Principal components analysis (PCA)#

Let \(\boldsymbol X \in \mathbb R^{n\times d}\) be feature matrix which consists of centered data: \(\sum\limits_{i=1}^n \boldsymbol x_i^\mathsf{T} = \boldsymbol 0\). We would like to approximate each \(\boldsymbol x_i\) by a low dimensional representation, \(\boldsymbol z_i \in \mathbb R^\ell\), \(\ell < d\).

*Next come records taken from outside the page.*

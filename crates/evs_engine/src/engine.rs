use std::sync::{mpsc, Arc};
use std::thread;
use std::time::Duration;

use engine_logging::engine_error;
use evs_core::{EvsError, NodeInputs};

use crate::host::ChannelHostSink;
use crate::{run_transfer, EngineEvent, EvsApi, InvocationId, ReqwestApi, TransportSettings};

enum EngineCommand {
    Run {
        invocation: InvocationId,
        inputs: NodeInputs,
    },
}

/// Runs invocations on a background tokio runtime and reports their events.
///
/// Invocations are independent tasks; they share only the transport.
pub struct EngineHandle {
    cmd_tx: mpsc::Sender<EngineCommand>,
    event_rx: mpsc::Receiver<EngineEvent>,
}

impl EngineHandle {
    pub fn new(settings: TransportSettings) -> Result<Self, EvsError> {
        let api = ReqwestApi::new(settings)?;
        Ok(Self::with_api(Arc::new(api)))
    }

    pub fn with_api(api: Arc<dyn EvsApi>) -> Self {
        let (cmd_tx, cmd_rx) = mpsc::channel();
        let (event_tx, event_rx) = mpsc::channel();

        thread::spawn(move || {
            let runtime = match tokio::runtime::Runtime::new() {
                Ok(runtime) => runtime,
                Err(err) => {
                    engine_error!("Failed to start engine runtime: {}", err);
                    return;
                }
            };
            while let Ok(command) = cmd_rx.recv() {
                let api = api.clone();
                let event_tx = event_tx.clone();
                runtime.spawn(async move {
                    handle_command(api.as_ref(), command, event_tx).await;
                });
            }
        });

        Self { cmd_tx, event_rx }
    }

    /// Queue an invocation. `false` means the engine thread is gone and no
    /// events will follow.
    #[must_use]
    pub fn submit(&self, invocation: InvocationId, inputs: NodeInputs) -> bool {
        self.cmd_tx
            .send(EngineCommand::Run { invocation, inputs })
            .is_ok()
    }

    pub fn try_recv(&self) -> Option<EngineEvent> {
        self.event_rx.try_recv().ok()
    }

    /// Block until the next event; `None` once the engine thread is gone.
    pub fn recv(&self) -> Option<EngineEvent> {
        self.event_rx.recv().ok()
    }

    /// Wait up to `timeout` for the next event.
    pub fn recv_timeout(&self, timeout: Duration) -> Option<EngineEvent> {
        self.event_rx.recv_timeout(timeout).ok()
    }
}

async fn handle_command(
    api: &dyn EvsApi,
    command: EngineCommand,
    event_tx: mpsc::Sender<EngineEvent>,
) {
    match command {
        EngineCommand::Run { invocation, inputs } => {
            let sink = ChannelHostSink::new(invocation, event_tx.clone());
            let result = run_transfer(api, &inputs, &sink).await;
            let _ = event_tx.send(EngineEvent::Completed { invocation, result });
        }
    }
}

In PCA we assume that each \(\boldsymbol x_i\) can be approximately represented as a linear combination of vectors \(\boldsymbol w_1,\ldots, \boldsymbol w_\ell \in \mathbb R^d\):

\[ \boldsymbol x_i \approx \sum \limits_{k=1}^\ell z_{ik} \boldsymbol w_k. \]

Let \(\boldsymbol Z = (z_{ik})\) be a \(n\times\ell\) matrix,

\[ \boldsymbol W = [\boldsymbol w_1 \ldots \boldsymbol w_\ell] \in \mathbb R^{d \times \ell}. \]

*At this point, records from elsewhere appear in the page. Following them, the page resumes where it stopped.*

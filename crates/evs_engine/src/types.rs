use evs_core::{EvsError, OutputUpdate, TransferReport};

/// Identifies one invocation submitted to an [`crate::EngineHandle`].
pub type InvocationId = u64;

#[derive(Debug, Clone, PartialEq)]
pub enum EngineEvent {
    /// Progress notification for the host's dashboard connector.
    Progress {
        invocation: InvocationId,
        percent: u32,
    },
    /// A push to the host's output setter.
    Outputs {
        invocation: InvocationId,
        update: OutputUpdate,
    },
    Completed {
        invocation: InvocationId,
        result: Result<TransferReport, EvsError>,
    },
}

In PCA we minimize the loss function

\[ \mathcal L(\boldsymbol W) = \frac 1n\big\Vert \boldsymbol X - \boldsymbol{ZW}^\mathsf{T}\big\Vert_F^2 = \frac 1n\big\Vert \boldsymbol X^\mathsf{T} - \boldsymbol{WZ}^\mathsf{T}\big\Vert_F^2 = \frac 1n\sum\limits_{i=1}^n \big\Vert \boldsymbol x_i - \boldsymbol {Wz}_i\big\Vert_2^2. \]

This loss function attains its minimum when

\[ \widehat{\boldsymbol W} = \boldsymbol U_\ell = [\boldsymbol u_1 \ldots \boldsymbol u_\ell] \]

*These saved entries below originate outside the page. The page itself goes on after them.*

use chrono::Utc;
use engine_logging::{engine_info, engine_warn};
use evs_core::{parse_body, resolve_job_id, CreationOutputs, EvsError, JobRequest, OutputUpdate};
use rand::distributions::Alphanumeric;
use rand::Rng;
use tokio::time::Instant;

use crate::{EvsApi, HostSink};

/// Client-side job id: `{unix millis}-{8 random alphanumerics}`.
pub fn new_job_id() -> String {
    let suffix: String = rand::thread_rng()
        .sample_iter(&Alphanumeric)
        .take(8)
        .map(char::from)
        .collect();
    format!("{}-{}", Utc::now().timestamp_millis(), suffix)
}

/// Create the remote job.
///
/// The creation outputs reach the host before the status code is judged, so
/// a rejected request still leaves its status, headers and body visible.
pub async fn submit_job(
    api: &dyn EvsApi,
    base: &str,
    request: &JobRequest,
    started: Instant,
    sink: &dyn HostSink,
) -> Result<CreationOutputs, EvsError> {
    engine_info!(
        "Creating job client_id={} name={} target={}/{}",
        request.id,
        request.name,
        request.target_name,
        request.target_id
    );
    let response = api.create_job(base, &request.to_json()).await?;

    let body = parse_body(&response.body);
    let creation = CreationOutputs {
        status: response.status,
        headers: response.headers,
        job_id: resolve_job_id(&body, &request.id),
        body,
        elapsed_ms: u64::try_from(started.elapsed().as_millis()).unwrap_or(u64::MAX),
    };
    sink.set_outputs(&OutputUpdate::Creation(creation.clone()));

    if creation.status >= 400 {
        engine_warn!(
            "Job creation rejected status={} url={}",
            creation.status,
            response.url
        );
        return Err(EvsError::Http {
            status: creation.status,
            url: response.url,
        });
    }

    engine_info!(
        "Job created job_id={} status={} elapsed_ms={}",
        creation.job_id,
        creation.status,
        creation.elapsed_ms
    );
    Ok(creation)
}

#[cfg(test)]
mod tests {
    use super::*;

    #[test]
    fn job_ids_carry_timestamp_and_suffix() {
        let id = new_job_id();
        let (millis, suffix) = id.split_once('-').unwrap();
        assert!(millis.parse::<i64>().unwrap() > 0);
        assert_eq!(suffix.len(), 8);
        assert!(suffix.chars().all(|c| c.is_ascii_alphanumeric()));
    }

    #[test]
    fn job_ids_differ_between_calls() {
        let ids: std::collections::HashSet<_> = (0..64).map(|_| new_job_id()).collect();
        assert_eq!(ids.len(), 64);
    }
}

where \(\boldsymbol u_1, \ldots, \boldsymbol u_\ell\) are eigenvectors of \(\ell\) largest eigenvalues of \(\boldsymbol X^\mathsf{T}\boldsymbol X\).

One can also show based on singular value decomposition of \(\boldsymbol X\)

\[ \boldsymbol X = \boldsymbol{U \Sigma V}^\mathsf{T} \]

that \(\widehat{\boldsymbol W}\) equals to first \(\ell\) columns of \(\boldsymbol V\).

PCA on MNIST#

import numpy as np
import matplotlib.pyplot as plt
from sklearn.decomposition import PCA
from sklearn.datasets import fetch_openml
from sklearn.model_selection import train_test_split

%config InlineBackend.figure_format = 'svg'

X, y = fetch_openml('mnist_784', return_X_y=True, parser='auto')
X = X.astype(float).values / 255
y = y.astype(int).values
X -= np.mean(X, axis=0, keepdims=True)

X_train, X_vis, y_train, y_vis = train_test_split(X, y, test_size=10000, stratify=y, random_state=12)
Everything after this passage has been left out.